Glossary Conversational Monitor System (CMS)- A component of z/VM that runs in a virtual machine and provides both the interactive z/VM end-user interface and the general z/VM application programming interface. CMS runs only under the control of the z/VM Control Program (CP). CMS Pipelines- CMS job control product for z/VM that enables complex tasks to be specified and executed. CMS Pipelines has three parts – a command parser, a library of built-in programs, and a dispatcher. Callable Services Library-A package of CMS routines that can be stored as an entity and made available to a high-level language, REXX, or an assembler program.

Glossary File pool-A collection of minidisks managed by a file pool server. It contains user files and directories and associated control information. The files and directories for many users can be contained in a single file pool.

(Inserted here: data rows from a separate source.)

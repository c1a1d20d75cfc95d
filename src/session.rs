//! Playback state machine for an active dialogue box.

use tracing::{debug, trace};

use crate::audio::AudioCommand;
use crate::config::SessionConfig;
use crate::conversation::Conversation;
use crate::entry::{ChoiceOption, ConversationId, DialogueEntry, Mood};
use crate::error::DialogueResult;
use crate::input::InputEvent;
use crate::loader::ConversationLoader;
use crate::measure::TextMeasurer;
use crate::paginate::paginate_entry;

/// Playback phase of the entry under the cursor.
#[derive(Clone, Copy, Debug, Default, PartialEq, Eq)]
pub enum Phase {
    /// Typewriter reveal in progress.
    Revealing,
    /// Text fully revealed, awaiting input.
    Shown,
    /// Choice entry active, cursor navigable.
    ChoicePending,
    /// No box displayed.
    #[default]
    Dismissed,
}

/// One dialogue box: the owned conversation, cursor, and reveal state.
///
/// Sessions are plain values owned by the host game loop; several can coexist.
/// All mutation happens synchronously inside [`DialogueSession::update`] or
/// the explicit operations; rendering reads the accessors (or a
/// [`crate::UiState`] snapshot) and never mutates.
#[derive(Debug)]
pub struct DialogueSession {
    config: SessionConfig,
    conversation: Conversation,
    phase: Phase,
    current: usize,
    revealed: usize,
    choice_cursor: usize,
    reveal_timer: f32,
    choice_timer: f32,
    indicator_timer: f32,
    indicator_raised: bool,
    audio: Vec<AudioCommand>,
}

impl DialogueSession {
    /// Creates an inactive session; nothing displays until a conversation
    /// starts.
    pub fn new(config: SessionConfig) -> Self {
        Self {
            config,
            conversation: Conversation::default(),
            phase: Phase::Dismissed,
            current: 0,
            revealed: 0,
            choice_cursor: 0,
            reveal_timer: 0.0,
            choice_timer: 0.0,
            indicator_timer: 0.0,
            indicator_raised: false,
            audio: Vec::new(),
        }
    }

    pub fn config(&self) -> &SessionConfig {
        &self.config
    }

    /// Loads `id` and replaces the active conversation wholesale.
    ///
    /// On any load or validation failure the previous conversation and
    /// playback state are left untouched.
    pub fn start_conversation(
        &mut self,
        id: ConversationId,
        loader: &dyn ConversationLoader,
        measurer: &dyn TextMeasurer,
    ) -> DialogueResult<()> {
        let entries = loader.load(id)?;
        debug!(id, entries = entries.len(), "starting conversation");
        self.replace_conversation(Conversation::new(entries), measurer);
        Ok(())
    }

    /// Advances one tick: timers, typewriter reveal, then input handling.
    ///
    /// `elapsed` is the frame time in seconds; `events` is the frame's
    /// discrete input. A dismissed session is a cheap no-op.
    pub fn update(
        &mut self,
        elapsed: f32,
        events: &[InputEvent],
        loader: &dyn ConversationLoader,
        measurer: &dyn TextMeasurer,
    ) -> DialogueResult<()> {
        if self.phase == Phase::Dismissed {
            return Ok(());
        }

        self.choice_timer += elapsed;
        self.indicator_timer += elapsed;
        if self.indicator_timer >= self.config.indicator_blink {
            self.indicator_raised = !self.indicator_raised;
            self.indicator_timer = 0.0;
        }

        if self.phase == Phase::Revealing {
            self.reveal_timer += elapsed;
            // One character per crossed interval; the accumulator resets each
            // step rather than carrying the remainder, so a long frame still
            // reveals a single character.
            if self.reveal_timer >= self.config.reveal_interval {
                self.reveal_timer = 0.0;
                let total = self.current_char_count();
                if self.revealed < total {
                    self.revealed += 1;
                }
                if self.revealed >= total {
                    self.phase = Phase::Shown;
                    trace!(index = self.current, "text fully revealed");
                }
            }
        }

        for event in events {
            self.handle_event(*event, loader, measurer)?;
        }
        Ok(())
    }

    /// Dismisses the box. Terminal until the next conversation starts.
    pub fn dismiss(&mut self) {
        if self.phase != Phase::Dismissed {
            debug!("dialogue box dismissed");
        }
        self.phase = Phase::Dismissed;
    }

    fn handle_event(
        &mut self,
        event: InputEvent,
        loader: &dyn ConversationLoader,
        measurer: &dyn TextMeasurer,
    ) -> DialogueResult<()> {
        match (self.phase, event) {
            (Phase::Shown, InputEvent::Advance) => {
                self.audio.push(AudioCommand::AdvanceCue);
                if self.current + 1 < self.conversation.len() {
                    self.current += 1;
                    self.enter_current(measurer);
                } else {
                    self.dismiss();
                }
            }
            (Phase::ChoicePending, InputEvent::ChoiceDown) => {
                if self.debounce_ready() {
                    let last = self.option_count().saturating_sub(1);
                    self.choice_cursor = (self.choice_cursor + 1).min(last);
                    self.choice_timer = 0.0;
                }
            }
            (Phase::ChoicePending, InputEvent::ChoiceUp) => {
                if self.debounce_ready() {
                    self.choice_cursor = self.choice_cursor.saturating_sub(1);
                    self.choice_timer = 0.0;
                }
            }
            (Phase::ChoicePending, InputEvent::Confirm) => {
                if self.debounce_ready() {
                    self.choice_timer = 0.0;
                    self.audio.push(AudioCommand::AdvanceCue);
                    if let Some(target) = self.selected_target() {
                        let entries = loader.load(target)?;
                        debug!(id = target, "choice branch replaces conversation");
                        self.replace_conversation(Conversation::new(entries), measurer);
                    }
                }
            }
            _ => {}
        }
        Ok(())
    }

    fn replace_conversation(&mut self, conversation: Conversation, measurer: &dyn TextMeasurer) {
        self.conversation = conversation;
        self.current = 0;
        self.indicator_timer = 0.0;
        self.indicator_raised = false;
        self.enter_current(measurer);
    }

    /// Paginates and re-arms reveal or choice state for the entry under the
    /// cursor.
    fn enter_current(&mut self, measurer: &dyn TextMeasurer) {
        let area = self.config.text_rect();
        paginate_entry(
            &mut self.conversation,
            self.current,
            area.width,
            area.height,
            measurer,
        );
        self.revealed = 0;
        self.reveal_timer = 0.0;
        self.choice_cursor = 0;
        self.choice_timer = 0.0;
        self.phase = match self.conversation.get(self.current) {
            Some(DialogueEntry::Text { .. }) => Phase::Revealing,
            Some(DialogueEntry::Choice { .. }) => Phase::ChoicePending,
            None => Phase::Dismissed,
        };
        trace!(index = self.current, phase = ?self.phase, "entering entry");
    }

    fn debounce_ready(&self) -> bool {
        self.choice_timer > self.config.choice_debounce
    }

    fn current_entry(&self) -> Option<&DialogueEntry> {
        self.conversation.get(self.current)
    }

    fn current_text(&self) -> &str {
        match self.current_entry() {
            Some(DialogueEntry::Text { text, .. }) => text,
            _ => "",
        }
    }

    fn current_char_count(&self) -> usize {
        self.current_text().chars().count()
    }

    fn option_count(&self) -> usize {
        match self.current_entry() {
            Some(DialogueEntry::Choice { options, .. }) => options.len(),
            _ => 0,
        }
    }

    fn selected_target(&self) -> Option<ConversationId> {
        match self.current_entry() {
            Some(DialogueEntry::Choice { options, .. }) => {
                options.get(self.choice_cursor).map(|option| option.target)
            }
            _ => None,
        }
    }

    /// Whether a box is currently displayed.
    pub fn is_active(&self) -> bool {
        self.phase != Phase::Dismissed
    }

    pub fn phase(&self) -> Phase {
        self.phase
    }

    pub fn current_index(&self) -> usize {
        self.current
    }

    pub fn conversation(&self) -> &Conversation {
        &self.conversation
    }

    /// Revealed prefix of the current entry's text, char-boundary safe.
    pub fn displayed_text(&self) -> &str {
        let text = self.current_text();
        match text.char_indices().nth(self.revealed) {
            Some((idx, _)) => &text[..idx],
            None => text,
        }
    }

    /// Full post-pagination text of the current entry.
    pub fn full_text(&self) -> &str {
        self.current_text()
    }

    pub fn avatar_index(&self) -> Option<usize> {
        self.current_entry().map(DialogueEntry::avatar_index)
    }

    pub fn mood(&self) -> Option<Mood> {
        self.current_entry().map(DialogueEntry::mood)
    }

    /// Options of the current choice entry, empty for text entries.
    pub fn choices(&self) -> &[ChoiceOption] {
        match self.current_entry() {
            Some(DialogueEntry::Choice { options, .. }) => options,
            _ => &[],
        }
    }

    pub fn selected_choice(&self) -> usize {
        self.choice_cursor
    }

    /// Whether the continue-reading indicator should draw.
    pub fn show_more_indicator(&self) -> bool {
        self.phase == Phase::Shown && self.current + 1 < self.conversation.len()
    }

    /// Blink phase of the continue-reading indicator.
    pub fn indicator_raised(&self) -> bool {
        self.indicator_raised
    }

    /// Drains queued audio cues for the host to play.
    pub fn take_audio(&mut self) -> Vec<AudioCommand> {
        std::mem::take(&mut self.audio)
    }
}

Group Control System (GCS)- A component of z/VM, consisting of a named saved system that the user can IPL and run in a virtual machine. It provides simulated MVS services and unique supervisor services to help support a native SNA network. Initial Program Load (IPL)- The process of loading an operating system into a machine OpenExtensions Services- The VM implementation of three POSIX standards

Glossary OpenExtensions Shell and Utilities- provides application development tools and an interactive environment in support of the POSIX application environment. REXX/VM- (REstructed eXtended eXecutor programming language) processes English-like commands. XEDIT- A full-screen editing facility that runs under CMS.

References CMS Command and Utility Reference. Manual Number: SC24-6010-02. Third Edition (May 2002). CMS User’s Guide. Manual Number: SC24-6009-00. First Edition (July 2001).